Turkey’s central bank on Thursday cut its benchmark interest rate again by 1.5 percentage points, from 12% to 10.5%, for the third month in a row, despite inflation above 83%, CNBC and news.ro reported.

Recep Tayyip ErdoganPhoto: Adem ALTAN / AFP / Profimedia

Analysts had expected a 1 percentage point decline, so the measure still managed to surprise many, despite the increasing regularity of interest rate cuts in Turkey.

Consumer price growth in the country of 84 million people hit a new 24-year high of 83.45 percent in September, although many people living in Turkey say prices for basic goods have in some cases tripled over the past year.

The country’s monetary and credit policy, led by Turkish President Recep Tayyip Erdogan, is based on supporting economic growth and export competitiveness, not on curbing inflation.

Erdogan actively supports the unorthodox idea that rising interest rates fuel inflation, not the other way around, and has called rising interest rates “the mother of all evils.”

The policy has drawn constant criticism and consternation from economists and has played a major role in the sharp weakening of Turkey’s currency, the lira, which has lost about 28 percent of its value against the dollar this year.

The Turkish lira was little changed after hitting an all-time low on the news at 18.615 per dollar. The currency has fallen over the past year by 50% against the US dollar.

While Turkey’s current account deficit narrowed in August thanks to tourism receipts, it still stands at $3.1 billion, according to Goldman Sachs.

“The lira remains weak, real yields are artificially understated, inflation has accelerated, and the current account remains in deficit. This has forced international investors away from the Turkish local currency bond market in recent years,” Daniel Wood, portfolio manager at William Blair Investment Management, wrote in a note on Thursday.

The Turkish government used alternative strategies to strengthen its currency, including incentive programs for bank lira deposits, selling dollars for lira, which depleted the country’s foreign exchange reserves, and receiving investment and aid from wealthy Gulf countries to finance its currency interventions.

Ankara also maintains friendly relations with Moscow, attracting waves of Russian millionaires and billionaires in an effort to avoid Western sanctions.

Electoral strategy?

Timothy Ash, senior emerging markets strategist at BlueBay Asset Management, says everything depends on winning Turkey’s next general election in July 2023.

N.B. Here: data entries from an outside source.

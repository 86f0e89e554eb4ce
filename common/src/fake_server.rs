// Backblaze B2 Rust Library
// Copyright 2025 backblaze-rs Authors
//
// Licensed under the Apache License, Version 2.0 (the "License");
// you may not use this file except in compliance with the License.
// You may obtain a copy of the License at
//
//     http://www.apache.org/licenses/LICENSE-2.0
//
// Unless required by applicable law or agreed to in writing, software
// distributed under the License is distributed on an "AS IS" BASIS,
// WITHOUT WARRANTIES OR CONDITIONS OF ANY KIND, either express or implied.
// See the License for the specific language governing permissions and
// limitations under the License.

//! In-memory stand-in for the bucket endpoints of the native API.

use async_trait::async_trait;
use backblaze::b2::error::NetworkError;
use backblaze::b2::header_constants::*;
use backblaze::b2::transport::{HttpRequest, HttpResponse, Transport};
use backblaze::b2::types::{Bucket, BucketInfo, BucketType, LifecycleRule};
use bytes::Bytes;
use http::{HeaderMap, HeaderValue, StatusCode};
use serde_json::{Value, json};
use std::sync::Mutex;
use uuid::Uuid;

/// Serves `b2_list_buckets`, `b2_create_bucket`, `b2_delete_bucket` and
/// `b2_update_bucket` from a bucket table kept in memory.
#[derive(Debug)]
pub struct FakeServer {
    account_id: String,
    auth_token: String,
    buckets: Mutex<Vec<Bucket>>,
}

type Reply = (StatusCode, Value);

fn error(status: StatusCode, code: &str, message: &str) -> Reply {
    (
        status,
        json!({"status": status.as_u16(), "code": code, "message": message}),
    )
}

fn field<T: serde::de::DeserializeOwned>(body: &Value, name: &str) -> Option<T> {
    body.get(name)
        .and_then(|v| serde_json::from_value(v.clone()).ok())
}

impl FakeServer {
    pub fn new(account_id: &str, auth_token: &str) -> Self {
        Self {
            account_id: account_id.to_string(),
            auth_token: auth_token.to_string(),
            buckets: Mutex::new(Vec::new()),
        }
    }

    /// Number of buckets currently stored.
    pub fn bucket_count(&self) -> usize {
        self.buckets.lock().unwrap().len()
    }

    fn handle(&self, request: &HttpRequest) -> Reply {
        let token = request
            .headers
            .get(AUTHORIZATION)
            .and_then(|v| v.to_str().ok());
        if token != Some(self.auth_token.as_str()) {
            return error(StatusCode::UNAUTHORIZED, "bad_auth_token", "Invalid authorization token");
        }

        let body: Value = match serde_json::from_slice(&request.body) {
            Ok(v) => v,
            Err(e) => return error(StatusCode::BAD_REQUEST, "bad_request", &e.to_string()),
        };
        if field::<String>(&body, "accountId").as_deref() != Some(self.account_id.as_str()) {
            return error(StatusCode::UNAUTHORIZED, "unauthorized", "account mismatch");
        }

        let operation = request.url.rsplit('/').next().unwrap_or_default();
        match operation {
            B2_LIST_BUCKETS => self.list(&body),
            B2_CREATE_BUCKET => self.create(&body),
            B2_DELETE_BUCKET => self.delete(&body),
            B2_UPDATE_BUCKET => self.update(&body),
            _ => error(StatusCode::NOT_FOUND, "not_found", "unknown operation"),
        }
    }

    fn list(&self, body: &Value) -> Reply {
        let bucket_id: Option<String> = field(body, "bucketId");
        let bucket_name: Option<String> = field(body, "bucketName");
        let bucket_types: Option<Vec<BucketType>> = field(body, "bucketTypes");

        let buckets: Vec<Bucket> = self
            .buckets
            .lock()
            .unwrap()
            .iter()
            .filter(|b| bucket_id.as_ref().is_none_or(|id| &b.bucket_id == id))
            .filter(|b| bucket_name.as_ref().is_none_or(|n| &b.bucket_name == n))
            .filter(|b| {
                bucket_types
                    .as_ref()
                    .is_none_or(|types| types.contains(&b.bucket_type))
            })
            .cloned()
            .collect();

        (StatusCode::OK, json!({ "buckets": buckets }))
    }

    fn create(&self, body: &Value) -> Reply {
        let Some(bucket_name) = field::<String>(body, "bucketName") else {
            return error(StatusCode::BAD_REQUEST, "bad_request", "bucketName is required");
        };
        let Some(bucket_type) = field::<BucketType>(body, "bucketType") else {
            return error(StatusCode::BAD_REQUEST, "bad_request", "bucketType is required");
        };

        let mut buckets = self.buckets.lock().unwrap();
        if buckets.iter().any(|b| b.bucket_name == bucket_name) {
            return error(
                StatusCode::BAD_REQUEST,
                "duplicate_bucket_name",
                "Bucket name is already in use.",
            );
        }

        let bucket = Bucket {
            account_id: self.account_id.clone(),
            bucket_id: Uuid::new_v4().simple().to_string(),
            bucket_name,
            bucket_type,
            bucket_info: field::<BucketInfo>(body, "bucketInfo").unwrap_or_default(),
            lifecycle_rules: field::<Vec<LifecycleRule>>(body, "lifecycleRules")
                .unwrap_or_default(),
            revision: Some(1),
        };
        buckets.push(bucket.clone());
        (StatusCode::OK, json!(bucket))
    }

    fn delete(&self, body: &Value) -> Reply {
        let bucket_id: Option<String> = field(body, "bucketId");
        let mut buckets = self.buckets.lock().unwrap();
        match buckets
            .iter()
            .position(|b| Some(&b.bucket_id) == bucket_id.as_ref())
        {
            Some(idx) => (StatusCode::OK, json!(buckets.remove(idx))),
            None => error(StatusCode::BAD_REQUEST, "bad_bucket_id", "Invalid bucketId"),
        }
    }

    fn update(&self, body: &Value) -> Reply {
        let bucket_id: Option<String> = field(body, "bucketId");
        let mut buckets = self.buckets.lock().unwrap();
        let Some(bucket) = buckets
            .iter_mut()
            .find(|b| Some(&b.bucket_id) == bucket_id.as_ref())
        else {
            return error(StatusCode::BAD_REQUEST, "bad_bucket_id", "Invalid bucketId");
        };

        if let Some(expected) = field::<u64>(body, "ifRevisionIs") {
            if bucket.revision != Some(expected) {
                return error(StatusCode::CONFLICT, "conflict", "ifRevisionIs does not match");
            }
        }

        if let Some(bucket_type) = field::<BucketType>(body, "bucketType") {
            bucket.bucket_type = bucket_type;
        }
        if let Some(info) = field::<BucketInfo>(body, "bucketInfo") {
            bucket.bucket_info = info;
        }
        if let Some(rules) = field::<Vec<LifecycleRule>>(body, "lifecycleRules") {
            bucket.lifecycle_rules = rules;
        }
        bucket.revision = Some(bucket.revision.unwrap_or(0) + 1);
        (StatusCode::OK, json!(bucket))
    }
}

#[async_trait]
impl Transport for FakeServer {
    fn name(&self) -> &'static str {
        "fake-server"
    }

    async fn send(&self, request: HttpRequest) -> Result<HttpResponse, NetworkError> {
        let (status, body) = self.handle(&request);
        log::debug!("fake server: {} -> {status}", request.url);

        let mut headers = HeaderMap::new();
        headers.insert(CONTENT_TYPE, HeaderValue::from_static(APPLICATION_JSON));
        Ok(HttpResponse {
            status,
            headers,
            body: Bytes::from(body.to_string()),
        })
    }
}
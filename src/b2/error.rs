// Backblaze B2 Rust Library
// Copyright 2025 backblaze-rs Authors
//
// Licensed under the Apache License, Version 2.0 (the "License");
// you may not use this file except in compliance with the License.
// You may obtain a copy of the License at
//
//     http://www.apache.org/licenses/LICENSE-2.0
//
// Unless required by applicable law or agreed to in writing, software
// distributed under the License is distributed on an "AS IS" BASIS,
// WITHOUT WARRANTIES OR CONDITIONS OF ANY KIND, either express or implied.
// See the License for the specific language governing permissions and
// limitations under the License.

//! Error types returned by every B2 operation

use crate::b2::b2_error_response::B2ErrorResponse;
use bytes::Bytes;
use thiserror::Error;

/// Caller-supplied arguments or configuration that violate a precondition.
///
/// These are raised while the request is being generated, so no network call
/// has been made when one is returned.
#[derive(Error, Debug)]
pub enum ValidationErr {
    #[error("bucket name cannot be empty")]
    EmptyBucketName,

    #[error("bucket id cannot be empty")]
    EmptyBucketId,

    #[error("bucket id is required unless the client persists a default bucket")]
    MissingBucketId,

    #[error("client is configured to persist a bucket but no bucket id was set")]
    MissingPersistedBucketId,

    #[error("no credential provider was configured")]
    MissingCredentials,

    #[error("invalid base URL '{url}': {reason}")]
    InvalidBaseUrl { url: String, reason: String },

    #[error("invalid header value: {0}")]
    InvalidHeaderValue(#[from] http::header::InvalidHeaderValue),

    #[error("failed to serialize request body: {0}")]
    JsonError(#[from] serde_json::Error),

    #[error("environment variable {0} is not set")]
    MissingEnvVar(&'static str),

    #[error("invalid value '{value}' for environment variable {name}")]
    InvalidEnvVar { name: &'static str, value: String },

    #[error("failed to build HTTP client: {0}")]
    HttpClientBuild(#[source] reqwest::Error),
}

/// Failures of the underlying transport.
#[derive(Error, Debug)]
pub enum NetworkError {
    #[error("HTTP request failed: {0}")]
    ReqwestError(#[from] reqwest::Error),

    #[error("connection failed: {0}")]
    ConnectionFailed(String),
}

#[derive(Error, Debug)]
pub enum Error {
    #[error("validation error: {0}")]
    Validation(#[from] ValidationErr),

    #[error("transport error: {0}")]
    Transport(#[from] NetworkError),

    #[error("{0}")]
    Api(Box<B2ErrorResponse>),

    #[error("failed to decode response body: {source}")]
    Decode {
        #[source]
        source: serde_json::Error,
        body: Bytes,
    },

    #[error("operation was cancelled")]
    Cancelled,
}

impl From<B2ErrorResponse> for Error {
    fn from(err: B2ErrorResponse) -> Self {
        Error::Api(Box::new(err))
    }
}

impl Error {
    /// Returns the provider error if this is an API failure.
    pub fn api_error(&self) -> Option<&B2ErrorResponse> {
        match self {
            Error::Api(e) => Some(e),
            _ => None,
        }
    }

    pub fn is_cancelled(&self) -> bool {
        matches!(self, Error::Cancelled)
    }
}
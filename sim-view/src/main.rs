//! Application entry point for the palm-tree viewer.
//!
//! This binary sets up logging and eframe/egui and delegates all
//! interactive logic and rendering to [`Viewer`] from the `viewer` module.
//!
//! Usage: `palm-view [config.json]`. The optional JSON file holds a
//! `SimConfig`; any field left out keeps its default.

mod viewer;

use anyhow::{Context, Result, anyhow};
use sim_core::config::SimConfig;
use std::path::Path;
use viewer::Viewer;

fn main() {
    env_logger::init();
    if let Err(err) = run() {
        eprintln!("Error: {err:?}");
        std::process::exit(1);
    }
}

/// Loads the configuration and launches the native window titled
/// `"Palm Tree"`.
fn run() -> Result<()> {
    let viewer = match std::env::args().nth(1) {
        Some(path) => Viewer::with_config(load_config(Path::new(&path))?),
        None => Viewer::new(),
    };

    let options = eframe::NativeOptions::default();
    eframe::run_native(
        "Palm Tree",
        options,
        Box::new(move |_cc| Ok(Box::new(viewer))),
    )
    .map_err(|e| anyhow!("viewer failed: {e}"))
}

fn load_config(path: &Path) -> Result<SimConfig> {
    let content = std::fs::read_to_string(path)
        .with_context(|| format!("reading config {}", path.display()))?;
    let config = serde_json::from_str(&content)
        .with_context(|| format!("parsing config {}", path.display()))?;
    log::info!("loaded config from {}", path.display());
    Ok(config)
}

#[cfg(test)]
mod tests {
    use super::*;
    use std::fs;

    fn scratch_file(name: &str, content: &str) -> std::path::PathBuf {
        let path = std::env::temp_dir().join(format!("palm-view-{}-{name}", std::process::id()));
        fs::write(&path, content).unwrap();
        path
    }

    #[test]
    fn partial_config_keeps_defaults() {
        let path = scratch_file(
            "partial.json",
            r#"{ "wind": { "strength": 0.001 }, "shed": { "speed_threshold": 1.5 } }"#,
        );
        let cfg = load_config(&path).unwrap();
        fs::remove_file(&path).ok();

        assert_eq!(cfg.wind.strength, 0.001);
        assert_eq!(cfg.shed.speed_threshold, 1.5);
        assert_eq!(cfg.wind.jitter, SimConfig::default().wind.jitter);
        assert_eq!(cfg.world, SimConfig::default().world);
    }

    #[test]
    fn world_settings_parse() {
        let path = scratch_file(
            "world.json",
            r#"{ "world": { "gravity": [0.0, -0.1], "floor": null, "iterations": 2 } }"#,
        );
        let cfg = load_config(&path).unwrap();
        fs::remove_file(&path).ok();

        assert_eq!(cfg.world.gravity, glam::Vec2::new(0.0, -0.1));
        assert_eq!(cfg.world.floor, None);
        assert_eq!(cfg.world.iterations, 2);
    }

    #[test]
    fn missing_file_is_reported() {
        let err = load_config(Path::new("/definitely/not/here.json")).unwrap_err();
        assert!(format!("{err:#}").contains("reading config"));
    }

    #[test]
    fn malformed_file_is_reported() {
        let path = scratch_file("bad.json", "{ wind: ");
        let err = load_config(&path).unwrap_err();
        fs::remove_file(&path).ok();
        assert!(format!("{err:#}").contains("parsing config"));
    }
}
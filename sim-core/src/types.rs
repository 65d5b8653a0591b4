/// Identifier for a body in a [`crate::tree::Tree`] or [`crate::world::World`].
///
/// This is an index into `Tree::nodes` / `World::bodies`, and is only
/// meaningful within the container that produced it. Ids returned by a
/// tree are shifted by the offset reported from [`crate::world::World::insert`].
pub type NodeId = usize;
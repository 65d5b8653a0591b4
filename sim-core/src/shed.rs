//! Stochastic leaf shedding.
//!
//! Once per step, after integration and before constraints are relaxed,
//! every leaf still hanging from a stem rolls two draws. Fast leaves shed
//! about one step in a hundred; any leaf sheds about one step in ten
//! thousand. A shed leaf loses its stem and its velocity and stays free for
//! the rest of the simulation.

use crate::{config::ShedConfig, random::RandomSource, types::NodeId, world::World};

/// Pure decision part of the rule.
///
/// Sheds when the leaf is faster than `speed_threshold` and `fast_draw`
/// is exceeded, or when `spontaneous_draw` is exceeded on its own.
///
/// ### Parameters
/// - `cfg` - Thresholds for speed and both draws.
/// - `speed` - Length of the leaf's velocity, in units per step.
/// - `fast` - Uniform draw in `[0, 1)` for the fast-leaf path.
/// - `spontaneous` - Uniform draw in `[0, 1)` for the spontaneous path.
///
/// ### Returns
/// `true` if the leaf should lose its stem this step.
#[inline]
pub fn should_shed(cfg: &ShedConfig, speed: f32, fast: f32, spontaneous: f32) -> bool {
    (speed > cfg.speed_threshold && fast > cfg.fast_draw) || spontaneous > cfg.spontaneous_draw
}

/// Runs the rule over every stem in `world` and returns the leaves shed.
///
/// Stems are visited in constraint order; each one consumes exactly two
/// draws (fast, then spontaneous) whatever the leaf's speed. Stems are
/// collected before any is removed, so a detachment never shifts which
/// leaf the next draws belong to.
///
/// ### Parameters
/// - `cfg` - Shedding thresholds.
/// - `world` - World whose attached leaves are tested; shed leaves are
///   detached in place.
/// - `rng` - Source of the two draws per stem.
///
/// ### Returns
/// World ids of the leaves shed, in visiting order.
pub fn shed_leaves<R>(cfg: &ShedConfig, world: &mut World, rng: &mut R) -> Vec<NodeId>
where
    R: RandomSource + ?Sized,
{
    let stems: Vec<NodeId> = world
        .constraints
        .distances()
        .filter_map(|d| {
            [d.b, d.a]
                .into_iter()
                .find(|&id| world.bodies[id].is_attached_leaf())
        })
        .collect();

    let mut shed = Vec::new();
    for leaf in stems {
        let speed = world.bodies[leaf].velocity().length();
        let fast = rng.next_unit();
        let spontaneous = rng.next_unit();

        if should_shed(cfg, speed, fast, spontaneous) && world.detach_leaf(leaf) {
            log::debug!("leaf {leaf} shed at speed {speed:.3}");
            shed.push(leaf);
        }
    }
    shed
}
//! Injectable randomness.
//!
//! Every stochastic decision in the crate (leaf orientation, wind phase,
//! gusts, shedding) pulls from a [`RandomSource`] owned by the caller, so a
//! seeded generator reproduces a run exactly.

use rand::Rng;

/// A stream of uniform draws in `[0, 1)`.
pub trait RandomSource {
    fn next_unit(&mut self) -> f32;
}

impl<R: Rng + ?Sized> RandomSource for R {
    #[inline]
    fn next_unit(&mut self) -> f32 {
        self.random::<f32>()
    }
}

/// Replays a fixed list of draws, wrapping around at the end.
///
/// Useful for pinning down exactly which branch of a stochastic rule fires.
#[derive(Clone, Debug)]
pub struct SequenceSource {
    draws: Vec<f32>,
    cursor: usize,
}

impl SequenceSource {
    /// # Panics
    /// Panics if `draws` is empty.
    pub fn new(draws: Vec<f32>) -> Self {
        assert!(!draws.is_empty(), "SequenceSource needs at least one draw");
        Self { draws, cursor: 0 }
    }

    /// A source that always returns `value`.
    pub fn constant(value: f32) -> Self {
        Self::new(vec![value])
    }

    /// Number of draws taken so far.
    pub fn taken(&self) -> usize {
        self.cursor
    }
}

impl RandomSource for SequenceSource {
    fn next_unit(&mut self) -> f32 {
        let v = self.draws[self.cursor % self.draws.len()];
        self.cursor += 1;
        v
    }
}
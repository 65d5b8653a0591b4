//! Core palm-tree simulation library.
//!
//! Main components:
//! - [`generator`]: recursive binary branch generator.
//! - [`tree`]: node arena produced by the generator, with topology checks.
//! - [`world`]: bodies, constraints and the verlet integrator.
//! - [`constraint`]: distance and angle constraints.
//! - [`shed`]: stochastic leaf shedding.
//! - [`wind`]: per-step wind acting on leaves.
//! - [`phases`]: step stages and prioritised per-step hooks.
//! - [`simulation`]: the context object that ties everything together.
//! - [`config`]: parameters for all of the above.
//! - [`force_buffer`]: per-body force accumulation between phases.
//! - [`random`]: injectable random sources.
//! - [`body`], [`error`], [`types`]: shared types.

pub mod body;
pub mod config;
pub mod constraint;
pub mod error;
pub mod force_buffer;
pub mod generator;
pub mod phases;
pub mod random;
pub mod shed;
pub mod simulation;
pub mod tree;
pub mod types;
pub mod wind;
pub mod world;
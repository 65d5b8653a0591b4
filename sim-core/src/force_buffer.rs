use crate::types::NodeId;
use glam::Vec2;

/// Per-body force accumulator, cleared after every integration.
///
/// For each `NodeId`, this buffer stores the sum of all forces applied
/// during the current step. Hooks that run before integration (wind,
/// host-applied pushes) add into it; [`crate::world::World::integrate`]
/// turns the totals into accelerations and then clears it.
///
/// Internally, `force[i]` corresponds to world body `i`.
#[derive(Debug, Default)]
pub struct ForceBuffer {
    force: Vec<Vec2>,
}

impl ForceBuffer {
    /// Ensures that the internal storage has exactly the given length.
    ///
    /// After this call every entry is `Vec2::ZERO`, even if the length was
    /// already correct.
    ///
    /// ### Parameters
    /// - `len` - Number of bodies the buffer must cover.
    pub fn ensure_len(&mut self, len: usize) {
        if self.force.len() != len {
            self.force.resize(len, Vec2::ZERO);
        }
        self.clear();
    }

    pub fn len(&self) -> usize {
        self.force.len()
    }

    pub fn is_empty(&self) -> bool {
        self.force.is_empty()
    }

    /// Sets every force to zero without changing the length.
    pub fn clear(&mut self) {
        self.force.fill(Vec2::ZERO);
    }

    /// Adds `force` to the total for body `id`.
    ///
    /// ### Parameters
    /// - `id` - World id of the body being pushed.
    /// - `force` - Force to add, in mass units per step squared.
    ///
    /// ### Panics
    /// Panics if `id` is out of bounds.
    #[inline]
    pub fn add(&mut self, id: NodeId, force: Vec2) {
        self.force[id] += force;
    }

    /// Total force on body `id` this step.
    ///
    /// ### Panics
    /// Panics if `id` is out of bounds.
    #[inline]
    pub fn get(&self, id: NodeId) -> Vec2 {
        self.force[id]
    }
}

“These pro-growth policies may well win Erdogan the election, but they will increase import demand, undermine competitiveness and will undoubtedly widen the current account deficit significantly,” he said in an email to clients.

But Erdogan remains determined to lower the country’s interest rate to single digits by the end of this year.

“My biggest struggle is against vested interests. Interest is my biggest enemy. We have reduced the rate to 12%. Enough? It’s not enough. It is necessary to lower even more,” said the president during the event at the end of September.

Turkey’s central bank announced another interest rate cut in November, but it could be its last, saying financial conditions should continue to support growth amid weakened demand. It added that the slowdown in external demand and pressures on manufacturing were being “closely monitored” and that “policy options for lending, guarantees and liquidity will continue.”